# David Lee Roth?



## Kirk (Jan 10, 2003)

Had no idea he was a practitioner.  I'm not in the sword arts, so
maybe it's not as good as it appears to me.  But it looks like
he's been studying Iaido for a little while at least.

http://www.megachump.com/vanhalen/Content/photos/sword.shtml


----------



## arnisador (Jan 10, 2003)

Wasn't he studying Monkey Style kung fu under Paulie Zink?


----------



## Charles Mahan (Jan 14, 2003)

He appears to be a very short time student.  Some of what is in that video is recognizable as Muso Jikiden Eishin Ryu, but it is done as a new student might do it, a student with 6 months or so of training.  There is an awful lot of stuff in that video which appears to have been made up on the spot.


----------



## Kiz Bell (Jan 14, 2003)

Yes, it looks a lot like MJER, but my teacher would've killed me for some of the mistakes he's made.  Then again, I have seen a whole lot worse.  In his favour, he's not saying he's any kind of master, he's not claiming these moves are pure MJER or that this is in any way intended as a training video.  He's just doing something he obviously likes and has set it to music.


----------



## islandtime (Jan 15, 2003)

> _Originally posted by Kirk _
> *Had no idea he was a practitioner.  I'm not in the sword arts, so
> maybe it's not as good as it appears to me.  But it looks like
> he's been studying Iaido for a little while at least.
> ...


............................................................................................
Looks like he is serious and focused as much a most people are with a blade in their hands, if not more.
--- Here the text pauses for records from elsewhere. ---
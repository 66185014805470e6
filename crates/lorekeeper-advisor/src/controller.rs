//! Public handle for the advisory controller.

use std::path::PathBuf;
use std::sync::Arc;

use tokio::sync::{mpsc, oneshot};

use lorekeeper_core::clock::Clock;
use lorekeeper_core::event::AdvisoryEvent;
use lorekeeper_core::observe::AdvisoryObserver;
use lorekeeper_core::reader::FileReader;
use lorekeeper_core::scheduler::Scheduler;
use lorekeeper_core::translate::Translator;

use crate::config::AdvisorConfig;
use crate::progress::ProgressState;
use crate::worker::{AdvisorWorker, Command};

/// Collaborator seams injected into a controller at spawn time.
pub struct AdvisorDeps {
    /// Time source for event elapsed measurement and counters.
    pub clock: Arc<dyn Clock>,
    /// Timer for the auto-acknowledge and error-recovery delays.
    pub scheduler: Arc<dyn Scheduler>,
    /// Source of advisory documents.
    pub reader: Arc<dyn FileReader>,
    /// Localization backend for the resolver's message keys.
    pub translator: Arc<dyn Translator>,
    /// Collaborators receiving display and lifecycle notifications.
    pub observers: Vec<Arc<dyn AdvisoryObserver>>,
}

/// Cloneable handle to a spawned advisory controller.
///
/// Every operation is a fire-and-forget send to the controller's single
/// worker task; advisory text and lifecycle changes arrive through the
/// registered observers, never as return values. The worker lives until
/// the last handle is dropped.
#[derive(Debug, Clone)]
pub struct AdvisoryController {
    commands: mpsc::UnboundedSender<Command>,
}

impl AdvisoryController {
    /// Spawns the worker task and returns its handle.
    #[must_use]
    pub fn spawn(config: AdvisorConfig, deps: AdvisorDeps) -> Self {
        let (tx, rx) = mpsc::unbounded_channel();
        let worker = AdvisorWorker::new(config, deps, rx);
        tokio::spawn(worker.run());
        Self { commands: tx }
    }

    /// Submits a gameplay event for advisory processing.
    ///
    /// Returns immediately. An invalid event is reported through the error
    /// notification and counted; a valid one is enqueued in FIFO order and
    /// processed as soon as the worker is idle.
    pub fn handle_event(&self, event: AdvisoryEvent) {
        self.send(Command::HandleEvent(Box::new(event)));
    }

    /// Acknowledges the currently displayed advisory. Only effective while
    /// the controller is waiting for acknowledgement; otherwise ignored.
    pub fn acknowledge(&self) {
        self.send(Command::Acknowledge);
    }

    /// Drops all pending events and returns the controller to idle.
    /// Progress counters are untouched. An already-emitted ready
    /// notification cannot be retracted.
    pub fn clear_queue(&self) {
        self.send(Command::ClearQueue);
    }

    /// Clears the queue and zeroes every progress counter. Idempotent.
    pub fn reset(&self) {
        self.send(Command::Reset);
    }

    /// Loads the primary advisory document from `path`. An unreadable
    /// source is non-fatal; previously loaded content keeps serving.
    pub fn load_primary_document(&self, path: impl Into<PathBuf>) {
        self.send(Command::LoadPrimary(path.into()));
    }

    /// Loads the topic document for `topic_id` from `path`, with the same
    /// degraded-mode failure handling as the primary document.
    pub fn load_topic_document(&self, topic_id: impl Into<String>, path: impl Into<PathBuf>) {
        self.send(Command::LoadTopic(topic_id.into(), path.into()));
    }

    /// Returns a snapshot of the progress counters.
    ///
    /// The reply is sequenced behind every command submitted before it, so
    /// it reflects at least the receipt (and, outside of parked delays, the
    /// completion) of that earlier work.
    pub async fn progress(&self) -> ProgressState {
        let (tx, rx) = oneshot::channel();
        self.send(Command::Progress(tx));
        rx.await.unwrap_or_default()
    }

    fn send(&self, command: Command) {
        // The worker outlives every handle; a closed channel only occurs
        // during shutdown, where dropping the command is the right outcome.
        let _ = self.commands.send(command);
    }
}
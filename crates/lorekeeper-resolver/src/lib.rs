//! Lorekeeper — advisory text resolution.
//!
//! Given a validated gameplay event and the document index, produces the
//! text to display: selects a message key per category, pulls documentation
//! excerpts where the rules call for them, and runs the result through the
//! per-category display template.

pub mod keys;
pub mod resolve;
pub mod template;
I would like to hear from him about his instruction and study. Not to mention where he plans on going with this.

I heard a radio interview with him a while back and he seemed to have mellowed out  a large amount. 
He was into rock climbing then and seemed to be having a great time and was also very focused on doing well.

You have to give him credit. How many other rockNrollers have any kind of martial arts on their web pages?

Gene Gabel

:asian:


----------



## Charles Mahan (Jan 15, 2003)

What bothers me I think about the video is his use of what appear to mix koryu techniques with all the other stuff.  I disagree that he appears serious and focused.  Perhaps it wouldn't bother me so much if he wasn't using some elements of the style I've spent more than 5 years studying.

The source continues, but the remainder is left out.